Human serum albumin (HSA) is the majority component of serum, which is involved in maintenance of osmolarity and plasma volume. It consists of a single non-glycosylated polypeptide chain of 585 amino acids forming a globular protein. It is a natural carrier involved in the endogenous transport and delivery of various natural as well as therapeutic molecules and has a long half-life of 19 days in human beings. After fusing with human serum albumin, the fusion protein can reduce its bioavailability and prolong its half-time in vivo to boost therapeutic effect. Meanwhile, HSA could achive high-level expression in P. pastoris and hybrid protein was less in supernatant so it was easy to achieve large-scale production.
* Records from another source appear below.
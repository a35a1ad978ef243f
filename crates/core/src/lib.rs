//! Core library for the todo reorder functions
//!
//! This crate contains the core business logic, including:
//! - Task records and the status-grouped reindexing
//! - User records and avatar references
//! - Backend clients (Appwrite REST, in-memory)
//! - The reorder and account purge operations

pub mod appwrite;
pub mod error;
pub mod memory;
pub mod ops;
pub mod task;
pub mod user;

pub use error::Error;
pub type Result<T> = std::result::Result<T, Error>;
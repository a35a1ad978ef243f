//! Account endpoint
//!
//! `GET /account?action=…&userId=…` either reorders the user's tasks or
//! deletes the account together with its avatar and tasks.

use axum::{
    extract::{Query, State},
    http::StatusCode,
    routing::get,
    Json, Router,
};
use serde::Deserialize;
use tracing::{info, warn};

use todo_core::ops::{purge_account, AccountAction};

use super::reorder::run_reorder;
use super::FunctionResponse;
use crate::state::AppState;

#[derive(Debug, Deserialize)]
#[serde(rename_all = "camelCase")]
pub struct AccountQuery {
    #[serde(default)]
    pub action: Option<String>,
    #[serde(default)]
    pub user_id: String,
}

/// GET /account - Dispatch on the requested action
async fn account_action(
    State(state): State<AppState>,
    Query(query): Query<AccountQuery>,
) -> (StatusCode, Json<FunctionResponse>) {
    let Some(action) = query.action.as_deref().and_then(AccountAction::parse) else {
        warn!("Rejecting account request with action {:?}", query.action);
        return (
            StatusCode::BAD_REQUEST,
            Json(FunctionResponse::unsupported_action(query.action.as_deref())),
        );
    };

    info!("Account action {} for user {:?}", action.as_str(), query.user_id);

    let response = match action {
        AccountAction::ReassignOrder => {
            run_reorder(&state, &query.user_id, "Failed to reassign order").await
        }
        AccountAction::DeleteUser => match purge_account(
            state.users(),
            state.files(),
            state.tasks(),
            state.bucket_id(),
            &query.user_id,
        )
        .await
        {
            Ok(report) => FunctionResponse::purged(report),
            Err(e) => {
                warn!("Deleting user {:?} failed: {}", query.user_id, e);
                FunctionResponse::failure("Failed to delete user", &e)
            }
        },
    };

    (StatusCode::OK, Json(response))
}

pub fn router() -> Router<AppState> {
    Router::new().route("/account", get(account_action))
}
However, M2e could only induce much lower immunologic reaction since it is a small peptide of 23 amino acids and the molecular weight is small. In this study, we aim to modify pPICZαC-HSA as a vaccine vector and link the M2e-peptide to HSA. Our strategy is to use HSA to boost the immunogenicity of M2e peptide.
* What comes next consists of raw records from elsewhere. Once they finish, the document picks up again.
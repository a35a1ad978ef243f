//! Reorder endpoint
//!
//! `GET /reorder?userId=…` rewrites the order field of every task the user
//! owns.

use axum::{
    extract::{Query, State},
    routing::get,
    Json, Router,
};
use serde::Deserialize;
use tracing::warn;

use todo_core::ops::reassign_order;

use super::FunctionResponse;
use crate::state::AppState;

const REORDER_FAILED: &str = "Failed to update order fields";

#[derive(Debug, Deserialize)]
#[serde(rename_all = "camelCase")]
pub struct ReorderQuery {
    #[serde(default)]
    pub user_id: String,
}

/// Run the reorder for `user_id`, reporting failures with `failure_message`
pub(crate) async fn run_reorder(
    state: &AppState,
    user_id: &str,
    failure_message: &str,
) -> FunctionResponse {
    match reassign_order(state.tasks(), user_id, state.reorder_options()).await {
        Ok(updated) => FunctionResponse::reordered(updated),
        Err(e) => {
            warn!("Reorder for user {:?} failed: {}", user_id, e);
            FunctionResponse::failure(failure_message, &e)
        }
    }
}

/// GET /reorder - Reassign order values for a user's tasks
async fn reorder_tasks(
    State(state): State<AppState>,
    Query(query): Query<ReorderQuery>,
) -> Json<FunctionResponse> {
    Json(run_reorder(&state, &query.user_id, REORDER_FAILED).await)
}

pub fn router() -> Router<AppState> {
    Router::new().route("/reorder", get(reorder_tasks))
}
The contents of this paper are focused on the following parts:①Constructing expression vector pPICZαC-HSA/M2e, transforming it into Pichia pastoris via electroporation and screening the engineering strains secreting the protein at high levels steadily.②Studying the large-scale fermentation process of HSA/M2e in 80L fermentor, optimizing the main parameters, and creating a new method for large-scale purification of HSA/M2e.③Purified HSA/M2e as a vaccine was administered to mice and observed the M2e-specific immune response induced by HSA/M2e and its protection against influenza virus challenge.
1. Construction of Pichia pastoris expression system for HSA/M2e:
1.1 Construction expression vector pPICZαC-HSA/M2e:
HSA gene was obtained by RT-PCR from liver, then it was inserted into pMD18-T vector. Results of DNA sequence analysis of the recombinant vector pMD18-T-HSA demonstrated that cDNA encoding human HSA was correctly inserted into pMD18-T vector and the sequence was consistent with that logged in GenBank (accession No. NM_000477). After confirmation by sequencing, BstbI and kpnI target sites were added using expression primers by PCR. After digestion with BstBI and KpnI, it was ligated into vector pPICZαC which was also digested with BstBI and KpnI. The plasmid was named pPICZαC-HSA. Two oligonucleotides of M2e were synthesized which had restriction endonuclease cohesive ends of Eco81I and KpnI, and DNA fragment after two oligonucleotides annealing was ligated into vector pPICZαC-HSA which was digested with Eco81I and KpnI. The plasmid was named pPICZαC-HSA/M2e. After confirmation by endonuclease digestion assay and sequencing, the expression vector pPICZαC-HSA/M2e was linearized and transformed into Pichia pastoris X-33 via electroporation.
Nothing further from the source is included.